Для того чтобы идти тысячу верст, человеку необходимо думать, что что-то хорошее есть за этими 1000-ю верст. Нужно представление об обетованной земле для того, чтобы иметь силы двигаться.
Л. Толстой, «Война и мир»
Часть первая
Последний день
Еще не было никаких признаков ухода из города. Все так же в лунном небе чернели над Киевским укрепленным районом похожие на гигантские сигары аэростаты воздушного заграждения, на высотах чутко слушали небо огромные железные уши звукоуловителей, и возле них зенитки, выставив длинные стволы, глядели в небо, как бы спрашивая: «Стрелять?»
Но что-то неуловимо тревожное, напряженное чувствовалось во всей атмосфере осажденного города, к которому мы только что подъехали: настойчивее трезвонили полевые телефоны, смятенно рыскали по небу лучи прожекторов, выискивая и стараясь схватить в световые клещи где-то очень высоко ноющего немецкого разведчика, и патрули на дорогах яростно кричали: «Свет! Свет!»
Поезд стоял на левом берегу Днепра, на станции Дарница — у восточных ворот Киева.
Глухой голос из центра города, обзванивая рубежи круговой обороны, спрашивал:
— Как у вас на даче — душно?
И командир армейской части или командир истребительного батальона, вчерашний инженер депо или агроном пригородного совхоза, отвечал, что душно, и обычно просил по этому случаю «подбросить картошки к самоварам», то есть прислать мины, а если можно, то и «крупы» немного, то есть пехоту.

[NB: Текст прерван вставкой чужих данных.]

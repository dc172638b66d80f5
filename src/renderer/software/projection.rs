use glam::Vec2;

use crate::world::Camera;

/// Camera basis shared by every pass of one frame.
#[derive(Clone, Copy, Debug)]
pub struct View {
    pub pos: Vec2,
    pub forward: Vec2,
    pub right: Vec2,
    /// `tan(fov / 2)`
    pub half_width: f32,
}

impl View {
    pub fn new(camera: &Camera) -> Self {
        Self {
            pos: camera.pos,
            forward: camera.forward(),
            right: camera.right(),
            half_width: camera.half_width(),
        }
    }

    /// Un-normalised ray through screen column `x`; its forward component
    /// is exactly 1, so scaling it by a perpendicular distance gives the
    /// world point at that depth.
    #[inline]
    pub fn column_ray(&self, x: usize, width: usize) -> Vec2 {
        self.forward + self.right * (column_offset(x, width) * self.half_width)
    }

    /// Inverse of [`column_ray`](Self::column_ray) for a lateral/forward
    /// ratio: fractional screen column whose ray has that slope.
    #[inline]
    pub fn screen_x(&self, lateral_over_depth: f32, width: usize) -> f32 {
        let span = width.saturating_sub(1) as f32;
        (lateral_over_depth / self.half_width + 1.0) * 0.5 * span
    }
}

/// Position of column `x` across the view plane: −1 at the left edge, +1 at
/// the right edge.  A single-column frame looks straight ahead.
#[inline]
pub fn column_offset(x: usize, width: usize) -> f32 {
    if width <= 1 {
        return 0.0;
    }
    x as f32 * 2.0 / (width - 1) as f32 - 1.0
}

#[cfg(test)]
mod tests {
    use super::*;

    #[test]
    fn offsets_span_the_view_plane() {
        assert_eq!(column_offset(0, 5), -1.0);
        assert_eq!(column_offset(2, 5), 0.0);
        assert_eq!(column_offset(4, 5), 1.0);
        assert_eq!(column_offset(0, 1), 0.0);
    }

    #[test]
    fn screen_x_inverts_column_ray() {
        let view = View::new(&Camera::new(0.0, 0.0, 30.0, 66.0));
        for x in [0, 3, 7, 9] {
            let ray = view.column_ray(x, 10);
            let slope = ray.dot(view.right) / ray.dot(view.forward);
            assert!((view.screen_x(slope, 10) - x as f32).abs() < 1e-3);
        }
    }
}
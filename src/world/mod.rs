mod camera;
mod map;
mod sprite;
mod texture;

pub use camera::{COLLISION_LOOKAHEAD, Camera, MAX_STEP};

pub use map::{CellCode, EMPTY, Map, MapError, RayHit};

pub use sprite::Sprite;

pub use texture::{Palette, Texture, TextureError, argb_from_rgba_bytes, argb_to_rgba, rgba_to_argb};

Пехоту просили все, разница разве только в том, что один назовет ее «крупой», другой нежно «пчелкой», а третий торжественно «царицей полей».

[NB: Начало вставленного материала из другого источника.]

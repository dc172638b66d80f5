use glam::Vec2;

use crate::{
    renderer::{lightness, software::Software},
    world::{Camera, CellCode, Map},
};

use super::projection::View;

/// One screen column's wall, already projected.
#[derive(Clone, Copy, Debug, PartialEq)]
pub(super) struct WallColumn {
    pub cell: CellCode,
    pub hit: Vec2,
    /// Distance along the camera forward axis (fisheye-corrected).
    pub distance: f32,
    /// `frame_half_height / distance`
    pub half_height: f32,
    pub y_start: i32,
    pub y_end: i32,
}

impl Software<'_> {
    pub(super) fn render_walls(&mut self, camera: &Camera, map: &Map, light_distance: f32) {
        let view = View::new(camera);
        let max_distance = map.diagonal();
        let width = self.frame.width();
        let mut untextured = 0usize;

        for x in 0..width {
            let Some(col) = self.project_column(&view, map, max_distance, x) else {
                continue; // miss: keep background, depth stays +∞
            };

            let Some(tex) = usize::try_from(col.cell - 1)
                .ok()
                .and_then(|i| self.walls.get(i))
            else {
                untextured += 1;
                continue;
            };
            let tw = tex.width() as i32;
            if tw == 0 {
                continue;
            }

            // u couples to x+y so that both faces of a cell run the strip
            // in the same world direction
            let u = (((col.hit.x + col.hit.y) * tw as f32).floor() as i32).rem_euclid(tw);
            let light = lightness(col.distance, light_distance);

            self.frame
                .draw_vertical_slice(tex, x as i32, col.y_start, col.y_end, u, light);
            self.depth[x] = col.distance;
        }

        if untextured > 0 {
            tracing::debug!(
                columns = untextured,
                wall_textures = self.walls.len(),
                "cell codes without a wall texture"
            );
        }
    }

    /// Cast the ray for column `x` and project the wall it hits.
    pub(super) fn project_column(
        &self,
        view: &View,
        map: &Map,
        max_distance: f32,
        x: usize,
    ) -> Option<WallColumn> {
        let dir = view.column_ray(x, self.frame.width()).normalize();
        let hit = map.raycast(view.pos, dir, max_distance)?;

        let distance = hit.distance * dir.dot(view.forward);
        let half_height = self.half_h / distance;

        Some(WallColumn {
            cell: hit.cell,
            hit: hit.point,
            distance,
            half_height,
            y_start: (self.half_h - half_height) as i32,
            y_end: (self.half_h + half_height) as i32,
        })
    }
}
use glam::Vec2;

use super::map::{EMPTY, Map};

/// Distance probed ahead of the camera on each axis before stepping.
pub const COLLISION_LOOKAHEAD: f32 = 0.1;

/// Largest distance a single `advance`/`strafe` call may travel per axis.
pub const MAX_STEP: f32 = 0.1;

/// Viewer pose in grid space.
///
/// * `angle` is in **degrees**; 0 = +X, positive turns toward +Y.
/// * `fov` is the full horizontal field of view, also in degrees.
#[derive(Clone, Copy, Debug, PartialEq)]
pub struct Camera {
    pub pos: Vec2,
    pub angle: f32,
    pub fov: f32,
}

impl Camera {
    pub fn new(x: f32, y: f32, angle: f32, fov: f32) -> Self {
        Self {
            pos: Vec2::new(x, y),
            angle,
            fov,
        }
    }

    /*──────────────────────── derived vectors ───────────────────────*/

    /// Unit vector the camera looks along.
    #[inline(always)]
    pub fn forward(&self) -> Vec2 {
        let (s, c) = self.angle.to_radians().sin_cos();
        Vec2::new(c, s)
    }

    /// Unit vector pointing to the camera's right: forward rotated +90°.
    #[inline(always)]
    pub fn right(&self) -> Vec2 {
        self.forward().perp()
    }

    /// `tan(fov / 2)`: lateral extent of the view plane at unit depth.
    #[inline]
    pub fn half_width(&self) -> f32 {
        (self.fov * 0.5).to_radians().tan()
    }

    /*──────────────────────── movement helpers ──────────────────────*/

    /// Turn by `degrees`; the stored angle stays in `[0, 360)`.
    pub fn rotate(&mut self, degrees: f32) {
        self.angle = (self.angle + degrees).rem_euclid(360.0);
    }

    /// Walk along the view direction (negative = backwards), sliding along
    /// walls.
    pub fn advance(&mut self, map: &Map, distance: f32) {
        let dir = self.forward();
        self.slide(map, dir, distance);
    }

    /// Side-step to the right (negative = left), sliding along walls.
    pub fn strafe(&mut self, map: &Map, distance: f32) {
        let dir = self.right();
        self.slide(map, dir, distance);
    }

    /// Axis-separated collision: each axis is probed `COLLISION_LOOKAHEAD`
    /// ahead of the current position and advanced only if that cell is
    /// open.
    fn slide(&mut self, map: &Map, dir: Vec2, distance: f32) {
        let dir = if distance < 0.0 { -dir } else { dir };
        let step = distance.abs().min(MAX_STEP);
        let start = self.pos;

        let probe_x = Vec2::new(start.x + dir.x * COLLISION_LOOKAHEAD, start.y);
        let probe_y = Vec2::new(start.x, start.y + dir.y * COLLISION_LOOKAHEAD);

        if map.cell_at(probe_x) <= EMPTY {
            self.pos.x += dir.x * step;
        }
        if map.cell_at(probe_y) <= EMPTY {
            self.pos.y += dir.y * step;
        }
    }
}

/*====================================================================*/
/*                                Tests                                */
/*====================================================================*/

Но вот наступило утро, и все изменилось, словно вместе с темнотой растаяла и тревога.
И когда, осветив золотые купола Киево-Печерской лавры, поднялось солнце, стали опускаться аэростаты.

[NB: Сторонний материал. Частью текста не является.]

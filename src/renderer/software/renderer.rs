use crate::{
    renderer::{Argb, RenderError, RenderFlags, Renderer, Surface},
    world::{Camera, Map, Sprite, Texture},
};

/// Opaque black.
const DEFAULT_BACKGROUND: Argb = 0xFF_00_00_00;

/// CPU raycaster.
///
/// Owns the frame and its depth buffer; borrows every texture for `'t`, so
/// the textures must outlive the renderer.
pub struct Software<'t> {
    pub(super) frame: Surface,
    /// Per-column distance along the camera forward axis to the nearest wall
    /// drawn this frame, +∞ where none was.
    pub(super) depth: Vec<f32>,

    /// Wall texture `i` is used by cell code `i + 1`.
    pub(super) walls: &'t [Texture],
    pub(super) floor: Option<&'t Texture>,
    pub(super) ceiling: Option<&'t Texture>,

    pub(super) flags: RenderFlags,
    pub(super) background: Argb,

    pub(super) half_h: f32,
}

impl<'t> Software<'t> {
    /// `width`×`height` frame using `walls` for cell codes `1..=walls.len()`.
    /// Floors and ceilings stay off until [`with_planes`](Self::with_planes).
    pub fn new(width: usize, height: usize, walls: &'t [Texture]) -> Self {
        tracing::debug!(width, height, wall_textures = walls.len(), "software renderer");
        Self {
            frame: Surface::new(width, height),
            depth: vec![f32::INFINITY; width],
            walls,
            floor: None,
            ceiling: None,
            flags: RenderFlags::default(),
            background: DEFAULT_BACKGROUND,
            half_h: height as f32 * 0.5,
        }
    }

    /// Attach floor and ceiling textures.  Both must have power-of-two sides.
    pub fn with_planes(mut self, floor: &'t Texture, ceiling: &'t Texture) -> Result<Self, RenderError> {
        check_pow2("floor", floor)?;
        check_pow2("ceiling", ceiling)?;
        self.floor = Some(floor);
        self.ceiling = Some(ceiling);
        Ok(self)
    }

    pub fn with_flags(mut self, flags: RenderFlags) -> Self {
        self.flags = flags;
        self
    }

    #[inline]
    pub fn flags(&self) -> RenderFlags {
        self.flags
    }

    /// Mutable toggles, handed to whatever handles input.
    #[inline]
    pub fn flags_mut(&mut self) -> &mut RenderFlags {
        &mut self.flags
    }

    /// Colour left wherever no pass draws (e.g. columns whose ray missed).
    pub fn set_background(&mut self, color: Argb) {
        self.background = color;
    }

    #[inline]
    pub fn frame(&self) -> &Surface {
        &self.frame
    }

    /// Mutable access for host overlays drawn after `render`.
    #[inline]
    pub fn frame_mut(&mut self) -> &mut Surface {
        &mut self.frame
    }

    #[inline]
    pub fn depth_buffer(&self) -> &[f32] {
        &self.depth
    }

    #[inline]
    pub fn width(&self) -> usize {
        self.frame.width()
    }

    #[inline]
    pub fn height(&self) -> usize {
        self.frame.height()
    }
}

fn check_pow2(which: &'static str, tex: &Texture) -> Result<(), RenderError> {
    if tex.width().is_power_of_two() && tex.height().is_power_of_two() {
        Ok(())
    } else {
        Err(RenderError::NotPowerOfTwo {
            which,
            width: tex.width(),
            height: tex.height(),
        })
    }
}

/*──────────────────────── Renderer trait impl ────────────────────────*/
impl Renderer for Software<'_> {
    fn begin_frame(&mut self) {
        self.frame.clear(self.background);
        self.depth.fill(f32::INFINITY);
    }

    fn draw_planes(&mut self, camera: &Camera, light_distance: f32) {
        if !self.flags.contains(RenderFlags::PLANES) {
            return;
        }
        self.render_planes(camera, light_distance);
    }

    fn draw_walls(&mut self, camera: &Camera, map: &Map, light_distance: f32) {
        if !self.flags.contains(RenderFlags::WALLS) {
            return;
        }
        self.render_walls(camera, map, light_distance);
    }

    fn draw_sprites(&mut self, camera: &Camera, sprites: &mut [Sprite<'_>], light_distance: f32) {
        if !self.flags.contains(RenderFlags::SPRITES) {
            return;
        }
        self.render_sprites(camera, sprites, light_distance);
    }

    fn end_frame<F>(&mut self, submit: F)
    where
        F: FnOnce(&[Argb], usize, usize),
    {
        submit(self.frame.pixels(), self.frame.width(), self.frame.height());
    }
}

/*──────────────────────────────── Tests ───────────────────────────────*/
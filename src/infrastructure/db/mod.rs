// ============================================================
// DASHBOARD DATABASE LAYER
// ============================================================
// Connection bootstrap, per-entity repositories, and the store trait

mod connection;
mod issues;
mod scorecard;
mod store;
mod todos;
mod vto;

pub use connection::{connect_pool, init_dashboard_db};
pub use issues::IssueRepository;
pub use scorecard::ScorecardRepository;
pub use store::{DashboardStore, ImportCounts, SqliteDashboardStore};
pub use todos::TodoRepository;
pub use vto::VtoRepository;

Киев, окруженный немецкими дивизиями, выстоял еще одну ночь.
Уже не одна тысяча вражеских солдат в зеленых, мышиных и черных мундирах, тупых курносых касках и рогатых пилотках нашла свою смерть на высотах вокруг Киева, в желтых полях несжатой ржи, в дубовых рощах и яблоневых садах; уже не одна сотня немецких самолетов, бессильно распростерши крылья, врезалась желтыми мордами в киевскую землю.
Второй месяц разбивались об этот город на днепровских кручах, как о скалу, волны немецкого наступления.
«С добрым утром! — свежим, бодрым голосом сказало вокзальное радио и хотело сказать еще что-то приятное, хорошее, но вместо этого зловеще зашипело и вдруг произнесло: — Воздушная тревога!»
В ясной голубизне неба над Дарницей появляются осиные тени «мессершмиттов». И сразу все вокруг ощетинивается невидимыми до сих пор стволами. Рявканье зенитных пушек сливается с длинными и короткими очередями пулеметов и трескотней винтовок.
Какое-то железнодорожное начальство, на ходу расстегивая кобуру, выбегает из стоящего поблизости служебного вагона и палит из пистолета.
— Рама! Рама!.. — и к ноющему, распарывающему небо звуку «мессершмиттов» прибавляется недовольное урчание накренившегося на крыло «фокке-вульфа», фотографирующего узел.
Яркое небо с молодым восходящим солнцем, радостно освещающим деревья, осыпанные яблоками и темно-малахитовыми сливами; резко звучащий в утреннем воздухе бодрый безостановочный стук винтовок и автоматов, белые шарики красиво разрывающейся в воздухе шрапнели, сопровождаемые свежими, звучными хлопками; хор гудков продолжающей жить и работать станции, двигающиеся по всем направлениям поезда, рожки стрелочников и заливистые свистки кондукторов создают картину какой-то необычайно грандиозной, не грозящей никакими опасностями игры.
И объятый пламенем, словно сам собой загоревшийся, стремительно летящий к земле с длинным шлейфом красного дыма и вдруг рассыпающийся на куски «мессершмитт», и развернувшийся под крики стреляющих парашют, на котором выбросился немецкий летчик, и даже хлопки разорвавшихся где-то в стороне бомб, после которых обязательно кто-то знающе скажет: «Двухсотка!» — не нарушают, а, наоборот, усиливают это впечатление азартной, бодрой игры.